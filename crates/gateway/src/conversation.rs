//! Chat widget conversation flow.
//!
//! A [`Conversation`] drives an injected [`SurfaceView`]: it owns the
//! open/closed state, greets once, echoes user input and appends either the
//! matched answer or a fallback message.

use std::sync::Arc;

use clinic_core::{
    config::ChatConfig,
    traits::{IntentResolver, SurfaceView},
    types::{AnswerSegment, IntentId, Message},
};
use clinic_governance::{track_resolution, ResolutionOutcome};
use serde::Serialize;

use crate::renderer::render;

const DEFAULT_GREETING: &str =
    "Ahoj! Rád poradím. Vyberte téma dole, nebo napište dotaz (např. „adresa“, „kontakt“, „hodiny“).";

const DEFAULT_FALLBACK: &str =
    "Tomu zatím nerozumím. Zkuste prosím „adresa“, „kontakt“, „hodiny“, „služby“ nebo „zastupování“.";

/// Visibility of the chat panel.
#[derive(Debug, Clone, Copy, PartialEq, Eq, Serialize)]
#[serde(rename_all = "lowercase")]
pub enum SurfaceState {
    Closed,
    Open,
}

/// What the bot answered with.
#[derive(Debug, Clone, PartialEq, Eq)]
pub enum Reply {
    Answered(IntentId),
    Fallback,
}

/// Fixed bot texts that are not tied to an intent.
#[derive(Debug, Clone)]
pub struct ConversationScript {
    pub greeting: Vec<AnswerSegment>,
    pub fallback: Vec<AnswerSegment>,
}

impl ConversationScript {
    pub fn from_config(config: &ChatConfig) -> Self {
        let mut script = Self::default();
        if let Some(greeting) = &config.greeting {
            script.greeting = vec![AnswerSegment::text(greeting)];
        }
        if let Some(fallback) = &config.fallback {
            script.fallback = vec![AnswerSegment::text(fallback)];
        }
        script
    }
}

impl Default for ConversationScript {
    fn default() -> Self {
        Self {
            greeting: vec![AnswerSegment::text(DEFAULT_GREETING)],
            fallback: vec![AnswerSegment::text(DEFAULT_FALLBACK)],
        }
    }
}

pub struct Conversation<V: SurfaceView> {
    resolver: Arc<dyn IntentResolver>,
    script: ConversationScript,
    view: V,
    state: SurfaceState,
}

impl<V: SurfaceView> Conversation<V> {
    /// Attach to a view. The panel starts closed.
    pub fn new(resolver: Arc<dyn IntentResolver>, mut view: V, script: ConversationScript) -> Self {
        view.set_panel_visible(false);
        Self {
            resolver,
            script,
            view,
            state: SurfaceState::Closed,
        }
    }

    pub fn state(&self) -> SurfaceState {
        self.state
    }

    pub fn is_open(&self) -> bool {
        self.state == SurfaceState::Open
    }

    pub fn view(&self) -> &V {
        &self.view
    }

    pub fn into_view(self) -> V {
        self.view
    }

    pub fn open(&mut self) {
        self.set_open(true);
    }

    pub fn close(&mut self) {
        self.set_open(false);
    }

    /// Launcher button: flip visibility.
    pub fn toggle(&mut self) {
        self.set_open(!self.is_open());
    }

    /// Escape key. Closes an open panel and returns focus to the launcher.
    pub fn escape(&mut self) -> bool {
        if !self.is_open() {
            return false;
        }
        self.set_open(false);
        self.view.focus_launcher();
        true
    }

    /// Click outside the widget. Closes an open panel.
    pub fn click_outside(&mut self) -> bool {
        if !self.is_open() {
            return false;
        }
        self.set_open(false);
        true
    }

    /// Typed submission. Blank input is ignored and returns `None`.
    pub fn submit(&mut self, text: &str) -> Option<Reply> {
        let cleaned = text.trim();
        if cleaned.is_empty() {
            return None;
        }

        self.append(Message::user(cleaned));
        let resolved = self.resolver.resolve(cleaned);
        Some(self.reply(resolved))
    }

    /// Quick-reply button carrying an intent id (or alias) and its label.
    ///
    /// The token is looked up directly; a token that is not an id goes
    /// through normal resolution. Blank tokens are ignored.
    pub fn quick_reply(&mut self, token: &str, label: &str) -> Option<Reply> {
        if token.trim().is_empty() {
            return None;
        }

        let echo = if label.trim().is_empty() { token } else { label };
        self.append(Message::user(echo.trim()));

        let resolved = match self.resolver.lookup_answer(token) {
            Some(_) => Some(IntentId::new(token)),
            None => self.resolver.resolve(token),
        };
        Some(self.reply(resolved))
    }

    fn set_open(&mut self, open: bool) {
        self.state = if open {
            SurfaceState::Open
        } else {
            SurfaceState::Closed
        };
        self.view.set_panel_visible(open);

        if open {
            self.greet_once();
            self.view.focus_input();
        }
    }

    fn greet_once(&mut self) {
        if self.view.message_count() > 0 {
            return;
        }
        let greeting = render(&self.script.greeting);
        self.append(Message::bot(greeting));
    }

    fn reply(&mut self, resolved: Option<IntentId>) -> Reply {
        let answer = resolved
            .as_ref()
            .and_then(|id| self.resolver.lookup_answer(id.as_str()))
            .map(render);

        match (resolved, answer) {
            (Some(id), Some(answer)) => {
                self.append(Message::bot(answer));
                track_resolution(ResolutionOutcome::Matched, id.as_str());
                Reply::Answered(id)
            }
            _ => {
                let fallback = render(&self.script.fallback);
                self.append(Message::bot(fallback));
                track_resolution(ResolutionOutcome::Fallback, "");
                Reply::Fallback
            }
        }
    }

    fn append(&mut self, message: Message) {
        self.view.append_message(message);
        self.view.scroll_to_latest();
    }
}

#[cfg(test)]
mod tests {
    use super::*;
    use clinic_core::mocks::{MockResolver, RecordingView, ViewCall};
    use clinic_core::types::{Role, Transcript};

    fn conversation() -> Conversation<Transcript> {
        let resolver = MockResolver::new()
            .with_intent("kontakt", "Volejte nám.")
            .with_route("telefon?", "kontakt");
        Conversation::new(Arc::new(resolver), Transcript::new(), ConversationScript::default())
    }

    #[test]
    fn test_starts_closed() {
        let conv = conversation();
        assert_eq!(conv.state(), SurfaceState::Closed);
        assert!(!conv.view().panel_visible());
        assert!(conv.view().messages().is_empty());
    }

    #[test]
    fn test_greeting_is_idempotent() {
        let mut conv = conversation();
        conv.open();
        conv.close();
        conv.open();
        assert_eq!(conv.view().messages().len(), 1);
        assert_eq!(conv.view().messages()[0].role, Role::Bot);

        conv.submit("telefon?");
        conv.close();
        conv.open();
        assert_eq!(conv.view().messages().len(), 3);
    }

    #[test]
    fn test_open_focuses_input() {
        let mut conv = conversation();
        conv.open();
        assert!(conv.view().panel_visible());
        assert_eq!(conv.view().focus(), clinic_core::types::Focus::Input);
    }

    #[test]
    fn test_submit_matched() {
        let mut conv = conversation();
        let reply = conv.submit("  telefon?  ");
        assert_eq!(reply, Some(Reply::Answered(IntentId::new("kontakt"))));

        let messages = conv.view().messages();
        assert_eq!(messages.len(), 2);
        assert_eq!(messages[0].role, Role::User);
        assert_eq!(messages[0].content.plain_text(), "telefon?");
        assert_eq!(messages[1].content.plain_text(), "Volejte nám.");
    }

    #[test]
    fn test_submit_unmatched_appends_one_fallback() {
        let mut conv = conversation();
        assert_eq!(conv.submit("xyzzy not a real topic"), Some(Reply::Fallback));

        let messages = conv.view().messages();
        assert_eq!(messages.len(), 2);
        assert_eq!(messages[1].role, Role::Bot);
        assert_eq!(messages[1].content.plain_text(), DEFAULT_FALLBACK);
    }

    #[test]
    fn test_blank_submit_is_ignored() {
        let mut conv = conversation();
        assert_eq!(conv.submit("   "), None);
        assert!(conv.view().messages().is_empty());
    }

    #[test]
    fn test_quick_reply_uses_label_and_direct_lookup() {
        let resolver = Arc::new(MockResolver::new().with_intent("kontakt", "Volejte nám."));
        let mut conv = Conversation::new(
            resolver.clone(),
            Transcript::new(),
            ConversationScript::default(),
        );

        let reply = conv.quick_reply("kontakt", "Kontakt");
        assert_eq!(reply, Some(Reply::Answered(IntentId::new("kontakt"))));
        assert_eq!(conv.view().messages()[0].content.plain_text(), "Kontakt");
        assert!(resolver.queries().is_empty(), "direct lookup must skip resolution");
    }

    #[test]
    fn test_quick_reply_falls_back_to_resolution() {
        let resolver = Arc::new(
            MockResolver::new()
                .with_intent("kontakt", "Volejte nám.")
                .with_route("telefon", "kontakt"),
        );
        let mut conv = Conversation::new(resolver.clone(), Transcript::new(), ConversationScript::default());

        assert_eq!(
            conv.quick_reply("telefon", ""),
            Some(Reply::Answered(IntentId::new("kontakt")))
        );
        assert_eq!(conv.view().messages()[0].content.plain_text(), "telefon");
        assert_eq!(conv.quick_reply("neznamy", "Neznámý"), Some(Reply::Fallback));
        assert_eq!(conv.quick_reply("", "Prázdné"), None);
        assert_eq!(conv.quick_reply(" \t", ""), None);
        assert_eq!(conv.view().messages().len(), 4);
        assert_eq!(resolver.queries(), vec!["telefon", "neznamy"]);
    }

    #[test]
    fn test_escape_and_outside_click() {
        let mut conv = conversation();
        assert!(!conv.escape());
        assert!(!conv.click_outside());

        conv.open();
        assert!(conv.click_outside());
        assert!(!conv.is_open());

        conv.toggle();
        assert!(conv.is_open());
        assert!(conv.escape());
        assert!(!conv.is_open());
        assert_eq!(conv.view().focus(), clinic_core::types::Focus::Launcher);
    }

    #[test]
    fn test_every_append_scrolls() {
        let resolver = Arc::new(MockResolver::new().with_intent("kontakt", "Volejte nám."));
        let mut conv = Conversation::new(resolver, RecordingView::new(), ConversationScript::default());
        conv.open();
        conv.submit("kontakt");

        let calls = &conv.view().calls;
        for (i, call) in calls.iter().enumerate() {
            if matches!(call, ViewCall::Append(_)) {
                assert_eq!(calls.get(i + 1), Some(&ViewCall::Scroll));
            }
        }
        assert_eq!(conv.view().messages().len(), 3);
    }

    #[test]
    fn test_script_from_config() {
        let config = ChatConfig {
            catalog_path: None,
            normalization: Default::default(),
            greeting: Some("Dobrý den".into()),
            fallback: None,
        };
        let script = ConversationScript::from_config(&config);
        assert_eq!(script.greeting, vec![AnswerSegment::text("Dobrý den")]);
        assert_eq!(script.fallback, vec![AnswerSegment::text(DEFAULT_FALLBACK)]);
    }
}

* * *

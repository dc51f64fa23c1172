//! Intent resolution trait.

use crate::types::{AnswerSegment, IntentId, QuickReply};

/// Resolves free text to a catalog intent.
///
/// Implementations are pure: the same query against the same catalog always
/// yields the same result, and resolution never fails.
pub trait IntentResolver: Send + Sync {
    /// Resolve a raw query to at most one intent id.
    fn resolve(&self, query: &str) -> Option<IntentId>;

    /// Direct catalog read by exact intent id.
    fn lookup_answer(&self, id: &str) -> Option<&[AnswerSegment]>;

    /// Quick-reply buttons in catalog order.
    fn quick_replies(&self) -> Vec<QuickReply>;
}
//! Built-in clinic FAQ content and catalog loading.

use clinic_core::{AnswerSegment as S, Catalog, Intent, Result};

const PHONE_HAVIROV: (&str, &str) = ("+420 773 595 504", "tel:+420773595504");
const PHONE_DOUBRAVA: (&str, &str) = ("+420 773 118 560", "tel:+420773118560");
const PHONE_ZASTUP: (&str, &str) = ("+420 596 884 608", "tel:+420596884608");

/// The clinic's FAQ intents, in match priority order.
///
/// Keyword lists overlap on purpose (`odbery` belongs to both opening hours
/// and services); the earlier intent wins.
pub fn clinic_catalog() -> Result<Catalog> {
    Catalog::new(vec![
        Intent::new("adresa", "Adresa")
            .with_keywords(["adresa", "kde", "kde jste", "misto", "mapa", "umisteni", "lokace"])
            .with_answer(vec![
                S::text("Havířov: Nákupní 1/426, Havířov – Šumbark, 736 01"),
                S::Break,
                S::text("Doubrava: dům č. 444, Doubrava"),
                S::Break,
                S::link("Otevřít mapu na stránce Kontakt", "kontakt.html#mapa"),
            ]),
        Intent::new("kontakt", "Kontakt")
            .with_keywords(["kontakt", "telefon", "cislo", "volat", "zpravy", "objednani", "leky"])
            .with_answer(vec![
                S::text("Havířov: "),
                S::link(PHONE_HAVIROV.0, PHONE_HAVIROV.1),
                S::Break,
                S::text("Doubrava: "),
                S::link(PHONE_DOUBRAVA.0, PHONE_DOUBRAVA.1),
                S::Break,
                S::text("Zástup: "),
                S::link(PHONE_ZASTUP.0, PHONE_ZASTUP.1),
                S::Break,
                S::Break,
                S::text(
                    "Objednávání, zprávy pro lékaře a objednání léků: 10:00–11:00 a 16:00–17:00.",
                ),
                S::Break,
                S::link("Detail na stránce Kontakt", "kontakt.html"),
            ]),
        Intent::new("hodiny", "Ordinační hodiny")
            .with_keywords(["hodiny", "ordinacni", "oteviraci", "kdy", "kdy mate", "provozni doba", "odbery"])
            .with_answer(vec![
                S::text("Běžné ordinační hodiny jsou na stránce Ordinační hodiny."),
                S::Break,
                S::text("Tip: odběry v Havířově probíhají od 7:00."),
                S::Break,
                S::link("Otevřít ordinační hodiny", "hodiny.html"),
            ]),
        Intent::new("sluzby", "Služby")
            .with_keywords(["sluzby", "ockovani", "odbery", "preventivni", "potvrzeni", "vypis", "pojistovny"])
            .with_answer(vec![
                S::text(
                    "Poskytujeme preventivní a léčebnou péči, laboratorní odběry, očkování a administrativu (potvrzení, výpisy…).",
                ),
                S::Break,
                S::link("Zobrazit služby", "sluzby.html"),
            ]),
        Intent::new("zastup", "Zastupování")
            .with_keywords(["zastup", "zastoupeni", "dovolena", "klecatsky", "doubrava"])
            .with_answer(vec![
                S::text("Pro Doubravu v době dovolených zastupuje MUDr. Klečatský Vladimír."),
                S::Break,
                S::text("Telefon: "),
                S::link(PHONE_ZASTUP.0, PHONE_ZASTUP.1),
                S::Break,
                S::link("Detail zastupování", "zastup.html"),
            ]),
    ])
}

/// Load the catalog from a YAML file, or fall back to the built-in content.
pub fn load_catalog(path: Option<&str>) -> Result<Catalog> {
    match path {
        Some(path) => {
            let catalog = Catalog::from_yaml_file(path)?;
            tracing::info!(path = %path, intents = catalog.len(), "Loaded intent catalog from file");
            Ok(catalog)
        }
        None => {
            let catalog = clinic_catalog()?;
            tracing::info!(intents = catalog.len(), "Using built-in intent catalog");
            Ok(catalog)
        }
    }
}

▶ **WORK TASK**:
Lines above that have "hodiny": copy each of them.

▶ **FINAL ANSWER**:
    "Ahoj! Rád poradím. Vyberte téma dole, nebo napište dotaz (např. „adresa“, „kontakt“, „hodiny“).";
    "Tomu zatím nerozumím. Zkuste prosím „adresa“, „kontakt“, „hodiny“, „služby“ nebo „zastupování“.";
        Intent::new("hodiny", "Ordinační hodiny")
            .with_keywords(["hodiny", "ordinacni", "oteviraci", "kdy", "kdy mate", "provozni doba", "odbery"])
                S::text("Běžné ordinační hodiny jsou na stránce Ordinační hodiny."),
                S::link("Otevřít ordinační hodiny", "hodiny.html"),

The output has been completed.